I heard an interesting theory a while back. I'm not an economics student, so take it or leave it..it was interesting though.

In the 1950's and before families would have the mother stay at home, and the father work, and excluding the depression, this usually was enough income to support a family. When the feminist revolution occured and women we made to feel less if they did not have a family AND a career, the workforce doubled in the following years. With twice as many workers, the demand and value of the worker dwindled, reducing "real wages".

I, personally, don't know if it's that wages went down, or that when two income families became the norm, they drove housing prices up...probably a combination of the two.

Just my two cents. Just found an opportunity to complain about how hard it is to support a family on one income (in my case 1.5 incomes)
I think this is only part of the reason. Remember, in the 1950s the US emerged from WWII as the undisputed military, economic and industrial power in the world. The rest of the industrialized world was still recovering.

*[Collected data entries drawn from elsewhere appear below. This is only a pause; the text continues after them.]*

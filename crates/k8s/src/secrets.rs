//! Copy secrets between namespaces and attach image pull secrets.
//!
//! Secret manifests and command output never reach the logs.

use chartcheck_core::shell;
use serde_yaml::Value;
use tracing::info;

use crate::K8sError;
use crate::options::KubectlOptions;

/// Metadata fields the API server fills in; a copied manifest must not carry them.
const SERVER_METADATA: &[&str] = &[
    "namespace",
    "uid",
    "resourceVersion",
    "creationTimestamp",
    "selfLink",
    "managedFields",
    "ownerReferences",
];

const LAST_APPLIED: &str = "kubectl.kubernetes.io/last-applied-configuration";

/// Strip namespace and server-populated metadata from a secret manifest.
pub fn sanitize_secret_manifest(manifest: &str) -> Result<String, K8sError> {
    let mut doc: Value =
        serde_yaml::from_str(manifest).map_err(|e| K8sError::Manifest(e.to_string()))?;

    let metadata = doc
        .get_mut("metadata")
        .and_then(Value::as_mapping_mut)
        .ok_or_else(|| K8sError::Manifest("manifest has no metadata".to_owned()))?;

    for key in SERVER_METADATA {
        metadata.remove(*key);
    }

    let annotations_empty = match metadata
        .get_mut("annotations")
        .and_then(Value::as_mapping_mut)
    {
        Some(annotations) => {
            annotations.remove(LAST_APPLIED);
            annotations.is_empty()
        }
        None => false,
    };
    if annotations_empty {
        metadata.remove("annotations");
    }

    serde_yaml::to_string(&doc).map_err(|e| K8sError::Manifest(e.to_string()))
}

/// Copy secret `name` from `from_namespace` into `to_namespace`.
pub async fn copy_secret(
    options: &KubectlOptions,
    name: &str,
    from_namespace: &str,
    to_namespace: &str,
) -> Result<(), K8sError> {
    let source = options.with_namespace(from_namespace);
    let get = source.command(["get", "secret", name, "-o", "yaml"]).quiet();
    let manifest = shell::run_command_and_get_stdout(&get).await?;
    let manifest = sanitize_secret_manifest(&manifest)?;

    let file = tempfile::Builder::new()
        .prefix("chartcheck-secret-")
        .suffix(".yaml")
        .tempfile()?;
    tokio::fs::write(file.path(), manifest).await?;

    let target = options.with_namespace(to_namespace);
    let path = file.path().to_string_lossy().into_owned();
    let apply = target.command(["apply", "-f", path.as_str()]).quiet();
    shell::run_command(&apply).await?;

    // temp file is removed when `file` drops
    drop(file);
    info!(secret = name, from = from_namespace, to = to_namespace, "copied secret");
    Ok(())
}

/// `{"imagePullSecrets":[{"name":SECRET}]}`
pub fn pull_secret_patch(secret: &str) -> String {
    serde_json::json!({ "imagePullSecrets": [{ "name": secret }] }).to_string()
}

/// Patch the `default` service account of `namespace` to pull with `secret`.
pub async fn attach_pull_secret(
    options: &KubectlOptions,
    namespace: &str,
    secret: &str,
) -> Result<(), K8sError> {
    let patch = pull_secret_patch(secret);
    let cmd = options.with_namespace(namespace).command([
        "patch",
        "serviceaccount",
        "default",
        "-p",
        patch.as_str(),
    ]);
    shell::run_command(&cmd).await?;
    info!(namespace, secret, "attached image pull secret to default service account");
    Ok(())
}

Combine that with the very restrictive immigration laws at the time and the fact that many women married early and did not work outside the home. This scenario allowed most husbands to find work and support a family even if modestly so.

This last point is important because in the 50s, the typical middle class family had one car or none, one television set (not to mention none of the gadgets we can't live without today), access to affordable doctors and hospitals, and smaller houses on average than today. And in those small houses their 2.5 kids probably eek shared bedrooms!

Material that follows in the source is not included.